Another disease that may be cured permanently by this revolutionary gene therapy is thalassemia. Thalassaemia is the name of a group of genetic blood disorders in which insufficient hemoglobin is produced by the body. It affects about 2,300 people in the UK, who are mainly from a Mediterranean, Asian, or Middle Eastern background. Many people with beta-thalassemia are not expected to live past their 50s.
This therapy is a hope for many people suffering from this inherent disease to get a lifetime cure. In international clinical trials, 93% of patients with beta-thalassemia did not need a blood transfusion for at least a year after having the treatment. Amanda Pritchard, the chief executive of the NHS, said: This is a historic moment for people living with beta-thalassemia, with a potential cure for those facing this debilitating disorder now available on the NHS.” “Ordinarily, patients experience painful side effects and undergo regular transfusions, which severely impact their quality of life, but this therapy offers people a life free from that, as well as the hope of living longer, which is truly amazing news.”
How Does the Gene Editing Treatment Work?

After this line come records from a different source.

use criterion::{black_box, criterion_group, criterion_main, Criterion};
use sprig_parser::{parse_expression, parse_markup, parse_template, Delimiters};

fn parse_simple_expression(c: &mut Criterion) {
    let source = "user.name#upper";

    c.bench_function("parse_simple_expression", |b| {
        b.iter(|| parse_expression(black_box(source)))
    });
}

fn parse_complex_expression(c: &mut Criterion) {
    let source = "items.length > 0 && !loading ? (total * rate)#currency:'$',2 : { empty: true, label }";

    c.bench_function("parse_complex_expression", |b| {
        b.iter(|| parse_expression(black_box(source)))
    });
}

fn parse_interpolated_text(c: &mut Criterion) {
    let source = "Hello {{ user.first }} {{ user.last#upper }}, you have {{ inbox.length }} messages";

    c.bench_function("parse_interpolated_text", |b| {
        b.iter(|| parse_template(black_box(source), Delimiters::MUSTACHE))
    });
}

fn parse_large_markup(c: &mut Criterion) {
    let mut source = String::new();

    for i in 0..100 {
        source.push_str(&format!(
            r#"<section :if="visible{i}" class="card">
                <h2 $title="title{i}">{{{{ heading{i}#upper }}}}</h2>
                <ul><li :for="item, idx of list{i}" @click="pick(item)">{{{{ idx }}}}: {{{{ item.name }}}}</li></ul>
                <input :model="query{i}" model-debounce="100">
            </section>"#
        ));
    }

    c.bench_function("parse_large_markup", |b| {
        b.iter(|| parse_markup(black_box(&source)))
    });
}

criterion_group!(
    benches,
    parse_simple_expression,
    parse_complex_expression,
    parse_interpolated_text,
    parse_large_markup
);
criterion_main!(benches);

Casgevy is intended to work by specifically editing the genes in a patient’s bone marrow stem cells to allow the production of a functioning hemoglobin. The treatment consists of mobilizing stem cells out of bone marrow and obtaining them from the patient’s blood. CRISPR gene technology is used in a laboratory—a pair of molecular scissors cuts a strand of DNA at a specific site, essentially disabling the faulty gene. The edited cells are then introduced back into the patient, enabling the body to generate functioning hemoglobin.
In the two worldwide clinical trials of CASGEVY, 39 out of 42 patients with beta-thalassemia no longer required blood transfusions for at least a year, and 28 out of 29 sickle cell patients were free of severe pain.